OTTAWA - A House of Commons committee investigating what the federal government may have known about possible prisoner torture in Afghan jails ran into a brick wall Wednesday, with the military's top lawyer refusing to answer questions.

Brig.-Gen. Ken Watkins, the military judge advocate general, claimed solicitor-client privilege about whether he'd seen warnings from a diplomat in Kandahar and whether he'd received direction from the prime minister's office.

"Obviously the coverup continues," said Liberal defence critic Ujjal Dosanjh.

"It is not part of solicitor-client privilege to hide who instructs you or who your client is. If the (Prime Minister's Office or Privy Council Office) instructed these individuals, we ought to know."

Watkins' office was copied on reports written by diplomat Richard Colvin in 2006, which laid out stark warnings about possible torture in Kandahar jails. Senior members of the Conservative cabinet say they never saw the reports.

The judge advocate general has the power to order military police to conduct an investigation if wrongdoing is suspected.

Watkins refused to say whether he -- or anyone else in his office -- saw Colvin's reports.

Colvin was the political officer at the Canadian-run provincial reconstruction base in mid-2006 when Canadian troops began handing over prisoners to Afghan authorities.

New Democrat defence critic Jack Harris said the military's top lawyer had a duty to act, if such startling information was before him.

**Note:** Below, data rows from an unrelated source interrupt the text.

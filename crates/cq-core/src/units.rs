// cq-core/src/units.rs

use uom::si::f64::{ThermodynamicTemperature as UomThermodynamicTemperature, Volume as UomVolume};

// Public canonical unit types (SI, f64)
pub type Temperature = UomThermodynamicTemperature;
pub type Volume = UomVolume;

#[inline]
pub fn m3(v: f64) -> Volume {
    use uom::si::volume::cubic_meter;
    Volume::new::<cubic_meter>(v)
}

#[inline]
pub fn litres(v: f64) -> Volume {
    use uom::si::volume::liter;
    Volume::new::<liter>(v)
}

/// US customary volume units expressed in cubic metres.
///
/// Derived from the international inch (0.0254 m) and the 231 in³ US gallon.
/// The cup is the 236.5882 mL figure quoted by conversion tables.
pub mod constants {
    pub const CUBIC_INCH_M3: f64 = 1.638_706_4e-5;
    pub const CUBIC_FOOT_M3: f64 = 2.831_684_659_2e-2;
    pub const GALLON_M3: f64 = 3.785_411_784e-3;
    pub const CUP_M3: f64 = 2.365_882e-4;
    pub const TABLESPOON_M3: f64 = 1.478_676_478_125e-5;
}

"He should tell us and he should be able to tell us if he became aware of allegations," Harris said.

Watkins refused to say whether he'd seen published annual reports from the Foreign Affairs Department that detail Afghanistan's abysmal human-rights record. At one point, Watkins wouldn't even acknowledge whether he had read newspaper accounts of torture allegations.

All of it left opposition MPs fuming and Conservative members hinting that the committee's investigation had already turned into an inquisition.

"We've gotten off to a terrible start," said Bloc Quebecois defence critic Claude Bachand.

"I have the greatest respect for the House of Commons," Watkins told exasperated opposition MPs.

But he said his role before the committee was to answer questions about the legal framework governing the transfer of prisoners, not government policy.

While captured Taliban fighters are not considered prisoners under the Geneva conventions, they are accorded the same treatment, said Watkins.

Transferring prisoners, knowing that they face the possibility of torture, violates international law.

The committee also set out a list of witnesses it intends to call.

Gen. Rick Hillier, who retired as chief of defence staff last year, is among the top witnesses.

The committee said it also intends to call retired lieutenant-general Michel Gauthier, who commanded all overseas operations, and Brig.-Gen. David Fraser, the ground commander throughout much of 2006.

Defence Minister Peter MacKay and two former defence ministers -- Gordon O'Connor and Bill Graham -- are also on the witness list.

It's unclear how many of the hearings will be public.

The government has cast a blanket national-security exemption over a lot of information related to the case -- a move that effectively derailed a separate investigation by the Military Police Complaints Commission.

Robert Walsh, the Commons law clerk, cautioned MPs that they have the power to hold the government to account and shouldn't necessarily be trying to investigate the military.